For the past three decades, since the 1954 US Supreme Court decision overturning racial segregation in public schools, the focus of the nation's civil rights effort properly has been on relations between blacks and whites. Enormous progress has been made: Change has been produced in the laws and customs which for three centuries had restricted black Americans to positions of economic and social inequality.
But the nature of the nation's civil rights struggle now has changed. Today it essentially is in two parts - protecting the gains of the past by blacks and addressing new civil rights needs not envisioned a few years ago.
Blacks are particularly concerned that - in difficult economic times and as the national pressure for equality lessens - black workers will be the first fired when jobs are scarce. Just this month black workers won a court suit on this issue. A federal judge ordered the city of Newark, N.J., to restore 46 black and Hispanic firefighters to the city payrolls. They had been hired four years earlier in a move to end discrimination, only to be fired last month in a budget squeeze.

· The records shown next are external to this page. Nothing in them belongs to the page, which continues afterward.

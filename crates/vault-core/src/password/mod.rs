//! Password strength scoring and generation

mod generator;
mod strength;

pub use generator::{generate, generate_with_rng, GeneratorOptions, Preset};
pub use strength::{score, StrengthLabel};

Blacks have similar concerns about housing and educational equality, especially with the recent decline in federal funds available as loans to college students.
The Civil Rights Commission ought to be looking at these questions. Beyond them, it also should be examining the nation's new civil rights issues. Hispanics and Asians are the new immigrants, the newest minorities. In some cases both have reported wide-ranging discrimination, from housing to employment. Their situations need examining, and Americans should know the facts.

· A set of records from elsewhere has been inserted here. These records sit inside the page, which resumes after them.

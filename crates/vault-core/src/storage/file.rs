//! JSON file storage backend
//!
//! Keeps every entry in memory and rewrites `vault.json` in the data
//! directory after each change.

use async_trait::async_trait;
use directories::ProjectDirs;
use serde::{Deserialize, Serialize};
use std::collections::BTreeMap;
use std::path::PathBuf;
use tokio::sync::RwLock;
use tracing::debug;

use super::RecordStore;
use crate::error::{Result, VaultError};

const FILE_VERSION: u32 = 1;

/// File format for persistent storage
#[derive(Debug, Default, Serialize, Deserialize)]
struct StorageFile {
    version: u32,
    entries: BTreeMap<String, String>,
}

#[derive(Serialize)]
struct StorageFileRef<'a> {
    version: u32,
    entries: &'a BTreeMap<String, String>,
}

pub struct JsonFileStorage {
    storage_dir: PathBuf,
    entries: RwLock<BTreeMap<String, String>>,
}

impl JsonFileStorage {
    /// Open the storage in `storage_dir`, creating it if needed and loading
    /// any existing entries
    pub async fn open(storage_dir: PathBuf) -> Result<Self> {
        tokio::fs::create_dir_all(&storage_dir).await?;

        let storage = Self {
            storage_dir,
            entries: RwLock::new(BTreeMap::new()),
        };
        storage.load().await?;

        debug!("File storage opened at {:?}", storage.storage_dir);
        Ok(storage)
    }

    /// The default per-user data directory
    pub fn default_dir() -> Result<PathBuf> {
        ProjectDirs::from("com", "arkvault", "arkvault")
            .map(|dirs| dirs.data_dir().to_path_buf())
            .ok_or_else(|| {
                VaultError::StorageError("Could not determine data directory".to_string())
            })
    }

    fn storage_file_path(&self) -> PathBuf {
        self.storage_dir.join("vault.json")
    }

    async fn load(&self) -> Result<()> {
        let path = self.storage_file_path();
        if !path.exists() {
            debug!("No existing storage file found");
            return Ok(());
        }

        let contents = tokio::fs::read_to_string(&path).await?;
        let file: StorageFile = serde_json::from_str(&contents)?;
        if file.version != FILE_VERSION {
            return Err(VaultError::StorageError(format!(
                "Unsupported storage file version {}",
                file.version
            )));
        }

        let mut entries = self.entries.write().await;
        *entries = file.entries;
        debug!("Loaded {} entries from storage", entries.len());
        Ok(())
    }

    /// Write `entries` through a temp file and rename
    async fn persist(&self, entries: &BTreeMap<String, String>) -> Result<()> {
        let file = StorageFileRef {
            version: FILE_VERSION,
            entries,
        };
        let contents = serde_json::to_string_pretty(&file)?;

        let path = self.storage_file_path();
        let temp_path = path.with_extension("tmp");
        tokio::fs::write(&temp_path, &contents).await?;
        tokio::fs::rename(&temp_path, &path).await?;

        debug!("Saved {} entries to storage", entries.len());
        Ok(())
    }
}

#[async_trait]
impl RecordStore for JsonFileStorage {
    async fn store(&self, key: &str, value: &[u8]) -> Result<()> {
        let value = std::str::from_utf8(value).map_err(|e| {
            VaultError::StorageError(format!("Value for {} is not UTF-8: {}", key, e))
        })?;

        // Changes become visible only once they are on disk. The write lock
        // is held across the save so concurrent writers persist in order.
        let mut entries = self.entries.write().await;
        let mut updated = entries.clone();
        updated.insert(key.to_string(), value.to_string());
        self.persist(&updated).await?;
        *entries = updated;

        debug!("Stored key: {}", key);
        Ok(())
    }

    async fn retrieve(&self, key: &str) -> Result<Option<Vec<u8>>> {
        let entries = self.entries.read().await;
        Ok(entries.get(key).map(|v| v.as_bytes().to_vec()))
    }

    async fn delete(&self, key: &str) -> Result<bool> {
        let mut entries = self.entries.write().await;
        if !entries.contains_key(key) {
            return Ok(false);
        }
        let mut updated = entries.clone();
        updated.remove(key);
        self.persist(&updated).await?;
        *entries = updated;

        debug!("Deleted key: {}", key);
        Ok(true)
    }

    async fn list_keys(&self, prefix: &str) -> Result<Vec<String>> {
        let entries = self.entries.read().await;
        Ok(entries
            .range(prefix.to_string()..)
            .take_while(|(k, _)| k.starts_with(prefix))
            .map(|(k, _)| k.clone())
            .collect())
    }

    fn backend_name(&self) -> &'static str {
        "JSON File Storage"
    }
}
//! # vault-core
//!
//! Core functionality for the ArkVault password manager:
//! - `CredentialCipher`: AES-256-GCM protection of stored password values
//! - Password strength scoring and random generation
//! - Owner-scoped credential CRUD, password history, share and activity logs
//! - JSON file and in-memory storage backends

pub mod activity;
pub mod credential;
pub mod crypto;
pub mod error;
pub mod history;
pub mod password;
pub mod settings;
pub mod share;
pub mod storage;
mod vault;

pub use activity::{ActivityEntry, ActivityKind, ActivityLog};
pub use credential::{
    CredentialManager, CredentialRecord, CredentialUpdate, NewCredential, SearchFilter,
};
pub use crypto::{CredentialCipher, KeyDerivationParams, MasterKey, SecretString};
pub use error::{Result, VaultError};
pub use history::{HistoryEntry, PasswordHistory};
pub use password::{generate, score, GeneratorOptions, Preset, StrengthLabel};
pub use settings::{Settings, SettingsManager};
pub use share::{ShareLog, ShareRecord};
pub use storage::{JsonFileStorage, MemoryStorage, RecordStore};
pub use vault::{AuditReport, GeneratedPassword, StrengthCounts, Vault, VaultKey};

A major national requirement, which broadly falls into the civil rights category, is to pay women on the same scale as men for doing similar jobs. Numerous studies have shown inequities, and many lawsuits are in process. Last month a federal judge ordered the State of Washington to pay at least $800 million in current and past wages to its female employees, on grounds the state had evidenced ''direct, overt, and institutionalized'' discrimination against them.

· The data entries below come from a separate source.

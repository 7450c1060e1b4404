//! Credential records and their owner-scoped CRUD

mod manager;
mod types;

pub use manager::CredentialManager;
pub use types::*;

Just this week a census department study reported that in the decade from 1970 to 1980, the wages of women taking jobs for the first time fell further behind the salaries of men in their first jobs, despite the educational gains women had recorded in that time. Such evidence of an unequal employment footing for Americans should arouse the Civil Rights Commission to inquire into its causes and potential for redress.
One thing it should not do is get enmeshed in a political tit for tat and it is dangerously close to that now. In its initial meeting this Monday the commission fired back at Democratic presidential front-runner Walter Mondale for his comments the previous day that, if elected, he would replace the commission's Reagan appointees. The commission ought now to be, as in past years , able to operate independent of politics. Its welcome assertion Monday of independence from the White House should be matched by independence from this year's broader political skirmishing, which already has begun to focus in part on inequality of opportunity and treatment of minorities under the current administration.
It appears inevitable that the newly-constituted commission's first statement of purpose will be taken as a political signal. Some will see it as a retrenchment in civil rights by an agency that heretofore has been in the forefront of examining and voicing the nation's civil rights needs. Some will see it as a statement that the nation has gone far enough in providing civil rights to its minority citizens. And some will feel it is additional evidence that President Reagan, who appointed four of the commissioners, is not interested in the needs of the have-nots, or the disenfranchised in American society.
These are impressions the commission needs to correct. The way to do so is by broadening its agenda to include the nation's current civil rights needs.